Kocuria is a genus of gram-positive bacteria. Kocuria is named after Miloslav Kocur, a Czech microbiologist. It has been found in the milk of water deer and reindeer. Cells are coccoid, resembling Staphylococcus and Micrococcus, and can group in pairs, chains, tetrads, cubical arrangements of eight, or irregular clusters. They have rigid cell walls and are either aerobic or facultative anaerobic. Kocuria can usually survive in mesophilic temperatures.

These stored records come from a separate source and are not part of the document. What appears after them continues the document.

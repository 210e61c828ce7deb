/// Positioned map triggers and the per-map registry that holds them.
///
/// At most one event sits on any tile, so a first-match lookup is total.
/// Lookup is by exact tile coordinate; probing the tile a character faces
/// is the controller's business, not the registry's.

/// Required key carried by a plain door.
pub const GENERIC_KEY: &str = "KEY";
/// The unique key that gates the endgame.
pub const LEGENDARY_KEY: &str = "LEGENDARY KEY";

#[derive(Clone, PartialEq, Eq, Debug)]
pub enum MapEvent {
    /// Collectible item; consumed by searching the tile it sits on.
    Treasure { x: i32, y: i32, item: String },
    /// Door; consumed when opened from its own tile, key-checked when faced.
    Door { x: i32, y: i32, required_key: String },
    /// Teleport to another map, triggered on arrival.
    Warp {
        x: i32,
        y: i32,
        dest_map: usize,
        dest_x: i32,
        dest_y: i32,
    },
}

impl MapEvent {
    pub fn position(&self) -> (i32, i32) {
        match *self {
            MapEvent::Treasure { x, y, .. } => (x, y),
            MapEvent::Door { x, y, .. } => (x, y),
            MapEvent::Warp { x, y, .. } => (x, y),
        }
    }
}

#[derive(Clone, Debug, Default)]
pub struct EventRegistry {
    events: Vec<MapEvent>,
}

impl EventRegistry {
    pub fn new() -> Self {
        EventRegistry { events: Vec::new() }
    }

    pub fn add(&mut self, event: MapEvent) {
        self.events.push(event);
    }

    /// Remove by value. Removing an event that is not present is a no-op.
    pub fn remove(&mut self, event: &MapEvent) {
        if let Some(i) = self.events.iter().position(|e| e == event) {
            self.events.remove(i);
        }
    }

    /// First event at exactly (x, y).
    pub fn event_at(&self, x: i32, y: i32) -> Option<&MapEvent> {
        self.events.iter().find(|e| e.position() == (x, y))
    }

    pub fn len(&self) -> usize {
        self.events.len()
    }

    pub fn is_empty(&self) -> bool {
        self.events.is_empty()
    }
}

#[cfg(test)]
mod tests {
    use super::*;

    fn treasure(x: i32, y: i32, item: &str) -> MapEvent {
        MapEvent::Treasure { x, y, item: item.to_string() }
    }

    #[test]
    fn lookup_by_exact_tile() {
        let mut reg = EventRegistry::new();
        reg.add(treasure(3, 4, "POTION"));
        reg.add(MapEvent::Door { x: 5, y: 4, required_key: GENERIC_KEY.to_string() });

        assert_eq!(reg.event_at(3, 4), Some(&treasure(3, 4, "POTION")));
        assert!(reg.event_at(4, 4).is_none());
        assert!(matches!(reg.event_at(5, 4), Some(MapEvent::Door { .. })));
    }

    #[test]
    fn remove_then_lookup_is_none() {
        let mut reg = EventRegistry::new();
        let e = treasure(2, 2, "HERB");
        reg.add(e.clone());
        reg.remove(&e);
        assert!(reg.event_at(2, 2).is_none());
        assert!(reg.is_empty());
    }

    #[test]
    fn double_removal_is_a_no_op() {
        let mut reg = EventRegistry::new();
        let e = treasure(1, 1, "SWORD");
        reg.add(e.clone());
        reg.remove(&e);
        reg.remove(&e);
        assert_eq!(reg.len(), 0);
    }

    #[test]
    fn removing_an_absent_event_leaves_others() {
        let mut reg = EventRegistry::new();
        reg.add(treasure(1, 1, "SWORD"));
        reg.remove(&treasure(9, 9, "GHOST"));
        assert_eq!(reg.len(), 1);
    }
}
/// Presentation layer: diff-based terminal renderer.
///
/// Each frame is composed into a cell buffer, compared cell-by-cell
/// against the previous frame, and only the differences are emitted.
/// All terminal commands are batched with `queue!` and flushed once,
/// which keeps full-map scrolling flicker-free.
///
/// Layout: the map fills the terminal with the viewport clamped at map
/// edges (the hero stays centered in between), the inventory overlays
/// the top-right corner, the message window overlays the bottom middle,
/// and an optional debug line sits top-left.

use std::io::{self, Write};

use crossterm::{
    cursor::{self, MoveTo},
    queue,
    style::{Color, Print, SetForegroundColor},
    terminal::{self, Clear, ClearType, EnterAlternateScreen, LeaveAlternateScreen},
};

use crate::domain::entity::Behavior;
use crate::domain::tile::Tile;
use crate::sim::world::GameState;

const MESSAGE_WINDOW_WIDTH: usize = 38;

#[derive(Clone, Copy, PartialEq, Eq)]
struct Cell {
    ch: char,
    fg: Color,
}

impl Cell {
    const BLANK: Cell = Cell { ch: ' ', fg: Color::Reset };
}

struct FrameBuffer {
    width: usize,
    height: usize,
    cells: Vec<Cell>,
}

impl FrameBuffer {
    fn new(width: usize, height: usize) -> Self {
        FrameBuffer {
            width,
            height,
            cells: vec![Cell::BLANK; width * height],
        }
    }

    fn clear(&mut self) {
        self.cells.fill(Cell::BLANK);
    }

    fn put(&mut self, x: usize, y: usize, ch: char, fg: Color) {
        if x < self.width && y < self.height {
            self.cells[y * self.width + x] = Cell { ch, fg };
        }
    }

    fn put_str(&mut self, x: usize, y: usize, text: &str, fg: Color) {
        for (i, ch) in text.chars().enumerate() {
            self.put(x + i, y, ch, fg);
        }
    }
}

pub struct Renderer {
    front: FrameBuffer,
    back: FrameBuffer,
    /// Force a full repaint on the next frame (first frame, resize).
    repaint: bool,
}

impl Renderer {
    pub fn new() -> Self {
        Renderer {
            front: FrameBuffer::new(0, 0),
            back: FrameBuffer::new(0, 0),
            repaint: true,
        }
    }

    pub fn init(&mut self) -> io::Result<()> {
        terminal::enable_raw_mode()?;
        let mut out = io::stdout();
        queue!(out, EnterAlternateScreen, cursor::Hide, Clear(ClearType::All))?;
        out.flush()
    }

    pub fn cleanup(&mut self) -> io::Result<()> {
        let mut out = io::stdout();
        queue!(out, cursor::Show, LeaveAlternateScreen)?;
        out.flush()?;
        terminal::disable_raw_mode()
    }

    pub fn render(&mut self, world: &GameState, debug_overlay: bool) -> io::Result<()> {
        let (cols, rows) = terminal::size()?;
        let (view_w, view_h) = (cols as usize, rows as usize);
        if view_w != self.front.width || view_h != self.front.height {
            self.front = FrameBuffer::new(view_w, view_h);
            self.back = FrameBuffer::new(view_w, view_h);
            self.repaint = true;
        }
        self.front.clear();

        self.compose_map(world);
        self.compose_inventory(world);
        if debug_overlay {
            self.compose_debug(world);
        }
        self.compose_message(world);

        self.flush_diff()
    }

    // ── Composition ──

    fn compose_map(&mut self, world: &GameState) {
        let map = world.map();
        let (view_w, view_h) = (self.front.width as i32, self.front.height as i32);
        let cam_x = camera_origin(world.hero.x, map.grid.width(), view_w);
        let cam_y = camera_origin(world.hero.y, map.grid.height(), view_h);

        for sy in 0..view_h {
            for sx in 0..view_w {
                let (wx, wy) = (cam_x + sx, cam_y + sy);
                if !map.grid.in_bounds(wx, wy) {
                    continue;
                }
                let (ch, fg) = match map.grid.tile_at(wx, wy) {
                    Tile::Floor => ('.', Color::DarkGrey),
                    Tile::Wall => ('#', Color::Grey),
                    Tile::Hazard => ('*', Color::Red),
                };
                self.front.put(sx as usize, sy as usize, ch, fg);
            }
        }

        for npc in &map.npcs {
            if let Some((sx, sy)) = to_screen(npc.x, npc.y, cam_x, cam_y, view_w, view_h) {
                let fg = match npc.behavior {
                    Behavior::Stationary => Color::Magenta,
                    _ => Color::Cyan,
                };
                self.front.put(sx, sy, 'o', fg);
            }
        }

        if let Some((sx, sy)) = to_screen(world.hero.x, world.hero.y, cam_x, cam_y, view_w, view_h)
        {
            self.front.put(sx, sy, '@', Color::Yellow);
        }
    }

    fn compose_inventory(&mut self, world: &GameState) {
        let panel_w = 16;
        if self.front.width < panel_w {
            return;
        }
        let x = self.front.width - panel_w;
        self.front.put_str(x, 0, "INVENTORY:", Color::White);
        for (i, item) in world.hero.inventory().iter().enumerate() {
            let line = format!("- {item}");
            self.front.put_str(x, 1 + i, &line, Color::White);
        }
    }

    fn compose_debug(&mut self, world: &GameState) {
        let map = world.map();
        let line = format!(
            "{} ({},{})  hero ({},{})  bgm {}",
            map.name,
            map.grid.width(),
            map.grid.height(),
            world.hero.x,
            world.hero.y,
            map.bgm,
        );
        self.front.put_str(0, 0, &line, Color::Yellow);
    }

    fn compose_message(&mut self, world: &GameState) {
        let Some(window) = world.message.as_ref() else {
            return;
        };
        let w = MESSAGE_WINDOW_WIDTH.min(self.front.width.saturating_sub(2));
        if w < 4 {
            return;
        }
        let lines = window.page_lines();
        let h = lines.len() + 2;
        if self.front.height <= h {
            return;
        }
        let x0 = (self.front.width - w) / 2;
        let y0 = self.front.height - h - 1;

        let top = format!("+{}+", "-".repeat(w - 2));
        self.front.put_str(x0, y0, &top, Color::White);
        for (i, line) in lines.iter().enumerate() {
            let mut row = format!("|{:^width$}|", truncate(line, w - 2), width = w - 2);
            if i + 1 == lines.len() && window.has_more_pages() {
                row.pop();
                row.pop();
                row.push('v');
                row.push('|');
            }
            self.front.put_str(x0, y0 + 1 + i, &row, Color::White);
        }
        self.front.put_str(x0, y0 + h - 1, &top, Color::White);
    }

    // ── Emission ──

    fn flush_diff(&mut self) -> io::Result<()> {
        let mut out = io::stdout();
        if self.repaint {
            queue!(out, Clear(ClearType::All))?;
        }
        let mut fg = Color::Reset;
        queue!(out, SetForegroundColor(fg))?;

        for y in 0..self.front.height {
            for x in 0..self.front.width {
                let cell = self.front.cells[y * self.front.width + x];
                if !self.repaint && cell == self.back.cells[y * self.back.width + x] {
                    continue;
                }
                queue!(out, MoveTo(x as u16, y as u16))?;
                if cell.fg != fg {
                    fg = cell.fg;
                    queue!(out, SetForegroundColor(fg))?;
                }
                queue!(out, Print(cell.ch))?;
            }
        }

        out.flush()?;
        std::mem::swap(&mut self.front, &mut self.back);
        self.repaint = false;
        Ok(())
    }
}

/// Leftmost (topmost) world column visible: the hero centered, clamped
/// at map edges; maps smaller than the viewport are centered whole.
fn camera_origin(target: i32, world_len: i32, view_len: i32) -> i32 {
    if world_len <= view_len {
        -((view_len - world_len) / 2)
    } else {
        (target - view_len / 2).clamp(0, world_len - view_len)
    }
}

fn to_screen(
    wx: i32,
    wy: i32,
    cam_x: i32,
    cam_y: i32,
    view_w: i32,
    view_h: i32,
) -> Option<(usize, usize)> {
    let (sx, sy) = (wx - cam_x, wy - cam_y);
    if sx >= 0 && sx < view_w && sy >= 0 && sy < view_h {
        Some((sx as usize, sy as usize))
    } else {
        None
    }
}

fn truncate(text: &str, max: usize) -> &str {
    match text.char_indices().nth(max) {
        Some((i, _)) => &text[..i],
        None => text,
    }
}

== Clinical significance ==
Kocuria has been found to live on human skin and oral cavity. It is generally considered non-pathogenic but can be found in some infections. Specific infection associated with Kocuria are urinary tract infections, cholecystitis, catheter-associated bacteremia, dacryocystitis, canaliculitis, keratitis, native valve endocarditis, peritonitis, descending necrotizing mediastinitis, brain abscess and meningitis. It is also occasionally isolated in the microbiome of pilonidal sinuses Kocuria rosea is known to cause infection in immunocompromised patients, causing oropharyngeal and deep cervical infections. However, as having low pathogenicity and being very susceptible to antibiotics, with immediate surgical drainage, debridement, and administration of broad range antibiotics showed great results.

== Microbiology ==
Kocuria can be grown on sheep blood agar and other simple media plates. They grow best in neutral pH environments. Depending on the species, they appear in a range of color such as: orange, pink, red, yellow or cream. They are shown to lack hemolytic ability on a blood agar plate. However, they have shown to react differently to normal laboratory identification techniques. These test include: catalase, urease, oxidase, amylase, gelatins, phosphatase, beta-galactosidase activities, and carbon source and citrate utilization. Kocuria is susceptible towards bacitracin and lysozyme and resistant to nitrofurantoin, furazolidone and lysostaphin.

== Environment ==
In a study done by Louisiana State University, 75 strains of bacteria from the Atacama Desert were tested for its ability to grow in Mars-like climates. The environment tested contained high concentrations of perchlorate salts, a similar condition found on Mars surface. In this environment, Kocuria was found to grow in one of the highest concentrations compared to the other strains.